刚地弓形虫(Toxoplasma gondii)为细胞内寄生原虫，能感染许多家畜、野生动物和人类。孕妇感染弓形虫后容易造成流产、胎儿畸形甚至死胎。因此，从优生学角度出发，孕妇产前弓形虫检测有着重大意义。免疫酶联吸附反应(ELISA)方法具有敏感度高，特异性强等优点，而且能定量检测，被广泛应用于疾病的诊断方面;胶体金法具有特异性强、操作简便、出结果早、费用低、无需专业技术与设备等优点，目前的应用范围也日益扩大。但是由于目前常采用组织培养的弓形虫速殖子提取抗原做血清学检测，其结果有时会出现假阴/阳性，给实验室诊断带来很多不便。为了提高血清学诊断的敏感性和特异性，唯一可行的方法是用纯化的重组抗原。

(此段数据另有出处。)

//! Mapping between submitted form fields and the live header row.

use std::collections::HashMap;

/// One add-form field.
pub struct Field {
    /// Canonical form name.
    pub name: &'static str,
    /// Short names accepted in place of `name`.
    pub aliases: &'static [&'static str],
    /// Headers the value is written into. The first doubles as the label.
    pub headers: &'static [&'static str],
}

impl Field {
    fn accepts(&self, key: &str) -> bool {
        self.name == key || self.aliases.contains(&key)
    }
}

/// Canonical add-form fields and the headers each one fills.
///
/// Header names are matched exactly. A field listed against several headers
/// writes the same value into each of them (legacy sheets carry duplicate
/// date/theme columns).
pub const FIELDS: &[Field] = &[
    Field { name: "title", aliases: &[], headers: &["Title"] },
    Field { name: "url", aliases: &[], headers: &["URL"] },
    Field { name: "target_audience", aliases: &["audience"], headers: &["Target Audience"] },
    Field { name: "authors", aliases: &[], headers: &["Author(s)"] },
    Field { name: "publisher", aliases: &[], headers: &["Publisher"] },
    Field { name: "date_published", aliases: &[], headers: &["Date Pub", "Date Published"] },
    Field {
        name: "resource_theme",
        aliases: &["theme"],
        headers: &["Resource Theme", "Date Pub Resource Theme"],
    },
    Field { name: "resource_type", aliases: &["type"], headers: &["Resource Type"] },
    Field { name: "keywords", aliases: &[], headers: &["Keywords"] },
    Field { name: "language", aliases: &[], headers: &["Language"] },
    Field { name: "status", aliases: &[], headers: &["Status"] },
    Field { name: "notes", aliases: &[], headers: &["Notes"] },
];

/// Add-resource submission keyed by canonical field name. Every field is
/// optional.
#[derive(Debug, Default, Clone)]
pub struct ResourceForm {
    values: HashMap<&'static str, String>,
}

impl ResourceForm {
    /// Collect submitted pairs. A short name counts as its canonical field,
    /// the first value seen for a field wins and unknown keys are ignored.
    pub fn from_pairs(pairs: &[(String, String)]) -> Self {
        let mut values = HashMap::new();
        for (key, value) in pairs {
            if let Some(field) = FIELDS.iter().find(|f| f.accepts(key)) {
                values
                    .entry(field.name)
                    .or_insert_with(|| value.trim().to_string());
            }
        }
        Self { values }
    }

    /// Trimmed value of a canonical field.
    pub fn value(&self, field: &str) -> &str {
        self.values.get(field).map_or("", String::as_str)
    }

    pub fn has_title_and_url(&self) -> bool {
        !self.value("title").is_empty() && !self.value("url").is_empty()
    }

    /// One value per header, in header order. Headers that no field maps to
    /// get an empty string.
    pub fn row_for(&self, headers: &[String]) -> Vec<String> {
        headers
            .iter()
            .map(|h| {
                field_for_header(h)
                    .map(|f| self.value(f.name).to_string())
                    .unwrap_or_default()
            })
            .collect()
    }
}

fn field_for_header(header: &str) -> Option<&'static Field> {
    FIELDS.iter().find(|f| f.headers.contains(&header))
}

/// Parsed row-edit submission.
#[derive(Debug, Default, PartialEq, Eq)]
pub struct RowEdit {
    pub sheet_row: Option<u32>,
    /// Edited cells in submission order.
    pub fields: Vec<(String, String)>,
}

impl RowEdit {
    /// Parse `sheet_row` plus the indexed `header_{i}` / `field_{i}` pairs.
    /// Collection stops at the first missing `header_{i}`; a missing
    /// `field_{i}` reads as empty.
    pub fn from_pairs(pairs: &[(String, String)]) -> Self {
        let mut index: HashMap<&str, &str> = HashMap::with_capacity(pairs.len());
        for (k, v) in pairs {
            index.entry(k.as_str()).or_insert(v.as_str());
        }

        let sheet_row = index.get("sheet_row").copied().and_then(parse_row);

        let mut fields = Vec::new();
        for i in 0.. {
            let Some(&header) = index.get(format!("header_{i}").as_str()) else {
                break;
            };
            let value = index
                .get(format!("field_{i}").as_str())
                .copied()
                .unwrap_or("");
            fields.push((header.to_string(), value.to_string()));
        }

        RowEdit { sheet_row, fields }
    }

    /// Replacement row in header order. Headers absent from the edit are
    /// cleared; edits naming unknown headers are dropped.
    pub fn row_for(&self, headers: &[String]) -> Vec<String> {
        headers
            .iter()
            .map(|h| {
                self.fields
                    .iter()
                    .rev()
                    .find(|(eh, _)| eh == h)
                    .map(|(_, v)| v.clone())
                    .unwrap_or_default()
            })
            .collect()
    }
}

/// Parse a submitted sheet row number.
pub fn parse_row(raw: &str) -> Option<u32> {
    raw.trim().parse().ok()
}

　　研究目的:利用基因重组技术制备弓形虫表面抗原SAG1，用于弓形虫感染的免疫学诊断。
　　研究方法:利用GeneBank中公布的SAG1序列，用DNAstar软件自行设计引物，进行聚合酶链式反应(PCR)扩增SAG1序列，NdeI、XhoI双酶切SAG1和质粒pCold-TF，用T4连接酶将质粒和SAG1片段连接过夜，构建pCold-TF/SAG1重组质粒。再将重组质粒pCold-TF/SAG1转化进大肠杆菌DH5α，提取质粒双酶切鉴定，核酸测序验证。将验证的重组质粒DNApCold-TF/SAG1转化入大肠杆菌BL21(DE3)，用异丙基-β-D-硫代吡喃半乳糖苷(IPTG)诱导目的蛋白表达，取上清通过SDS-PAGE电泳验证，再通过His标签亲和纯化，获得可溶性蛋白TF/SAG1，用酶联免疫吸附试验(ELISA)和金标技术（捕获法、双抗原夹心法）鉴定，纯化TF/SAG1用做诊断抗原的ELISA检测412例人血清，并用商品试剂盒做了比较。
　　研究结果:①用PCR成功扩增SAG1基因。②成功构建质粒pCold-TF/SAG1。③获得重组蛋白TF/SAG1。④重组蛋白TF/SAG1具有特异性。
　　研究结论:重组蛋白TF/SAG1能用作弓形虫感染的诊断抗原。